▸ Data section:
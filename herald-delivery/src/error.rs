//! Error taxonomy for delivery attempts.
//!
//! Classification, not type identity, decides what happens next:
//!
//! - Client/rejection failures (4xx, refused sender/recipient/login) stop
//!   immediately
//! - Connectivity failures (timeouts, drops, 5xx) are retried with backoff
//! - Unclassified failures on a live session are terminal

use herald_smtp::ClientError;
use thiserror::Error;

/// How a status code or error steers the retry loop.
#[derive(Debug, Clone, Copy, PartialEq, Eq)]
pub enum ErrorClass {
    Success,
    /// Never retried.
    Client,
    /// Retried with backoff until the budget runs out.
    Transient,
    /// Terminal on the stateful path.
    Unclassified,
}

impl ErrorClass {
    /// Classifies a transport status: 2xx success, 4xx client, anything
    /// else transient.
    #[must_use]
    pub const fn of_status(status: u16) -> Self {
        match status {
            200..=299 => Self::Success,
            400..=499 => Self::Client,
            _ => Self::Transient,
        }
    }
}

/// A request through a [`PooledTransport`](crate::PooledTransport) that did
/// not produce a response.
#[derive(Debug, Error)]
pub enum TransportError {
    /// The request failed; `status` is set when the failure carried one.
    #[error("{message}")]
    Request {
        status: Option<u16>,
        message: String,
    },

    #[error("Request timed out: {0}")]
    Timeout(String),

    /// The pool was closed; nothing is sent any more.
    #[error("Transport closed")]
    Closed,
}

impl TransportError {
    /// The status code carried by the failure, if any.
    #[must_use]
    pub const fn embedded_status(&self) -> Option<u16> {
        match self {
            Self::Request { status, .. } => *status,
            Self::Timeout(_) | Self::Closed => None,
        }
    }
}

impl From<reqwest::Error> for TransportError {
    fn from(error: reqwest::Error) -> Self {
        // Bot tokens travel in the URL path.
        let error = error.without_url();
        if error.is_timeout() {
            Self::Timeout(error.to_string())
        } else {
            Self::Request {
                status: error.status().map(|status| status.as_u16()),
                message: error.to_string(),
            }
        }
    }
}

/// A failure on the stateful session path.
#[derive(Debug, Error)]
pub enum SessionError {
    /// The connection is gone or never came up. Reset and retry.
    #[error("Connectivity failure: {0}")]
    Connectivity(#[from] ConnectivityError),

    /// The remote service refused the request itself. Never retried.
    #[error("Rejected: {0}")]
    Rejected(#[from] RejectionError),

    /// Anything else.
    #[error("Unclassified failure: {0}")]
    Unclassified(String),

    /// The manager was closed by its owner.
    #[error("Session manager is closed")]
    Closed,
}

#[derive(Debug, Error)]
pub enum ConnectivityError {
    #[error("Connection failed: {0}")]
    ConnectFailed(String),

    #[error("Server disconnected: {0}")]
    Disconnected(String),

    #[error("Timed out: {0}")]
    Timeout(String),

    /// The server announced it is closing the channel (SMTP 421).
    #[error("Service unavailable: {0}")]
    ServiceUnavailable(String),
}

#[derive(Debug, Error)]
pub enum RejectionError {
    #[error("Recipient refused: {0}")]
    Recipient(String),

    #[error("Sender refused: {0}")]
    Sender(String),

    #[error("Authentication failed: {0}")]
    Authentication(String),
}

impl SessionError {
    #[must_use]
    pub const fn class(&self) -> ErrorClass {
        match self {
            Self::Connectivity(_) => ErrorClass::Transient,
            Self::Rejected(_) => ErrorClass::Client,
            Self::Unclassified(_) | Self::Closed => ErrorClass::Unclassified,
        }
    }
}

impl From<ClientError> for SessionError {
    fn from(error: ClientError) -> Self {
        match error {
            ClientError::Io(e) => Self::Connectivity(ConnectivityError::Disconnected(format!(
                "I/O error: {e}"
            ))),
            ClientError::ConnectionClosed => Self::Connectivity(ConnectivityError::Disconnected(
                "Connection closed unexpectedly".to_string(),
            )),
            ClientError::TlsError(msg) => {
                Self::Connectivity(ConnectivityError::ConnectFailed(format!("TLS: {msg}")))
            }
            ClientError::ParseError(msg) => {
                Self::Unclassified(format!("SMTP protocol parse error: {msg}"))
            }
            ClientError::MessageError(msg) => Self::Unclassified(format!("Invalid message: {msg}")),
            ClientError::Utf8Error(e) => Self::Unclassified(format!("UTF-8 decoding error: {e}")),
        }
    }
}

/// The budget passed to a delivery call was zero.
#[derive(Debug, Error, PartialEq, Eq)]
#[error("Retry budget must allow at least one attempt")]
pub struct InvalidRetryBudget;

▸ What you need to do:
Retype the first line of the entries and every line after it, please, through the line that contains "are retried with backoff". Add nothing.

▸ Solution to the exercise:
filename herald-delivery/src/error.rs
//! Error taxonomy for delivery attempts.
//!
//! Classification, not type identity, decides what happens next:
//!
//! - Client/rejection failures (4xx, refused sender/recipient/login) stop
//!   immediately
//! - Connectivity failures (timeouts, drops, 5xx) are retried with backoff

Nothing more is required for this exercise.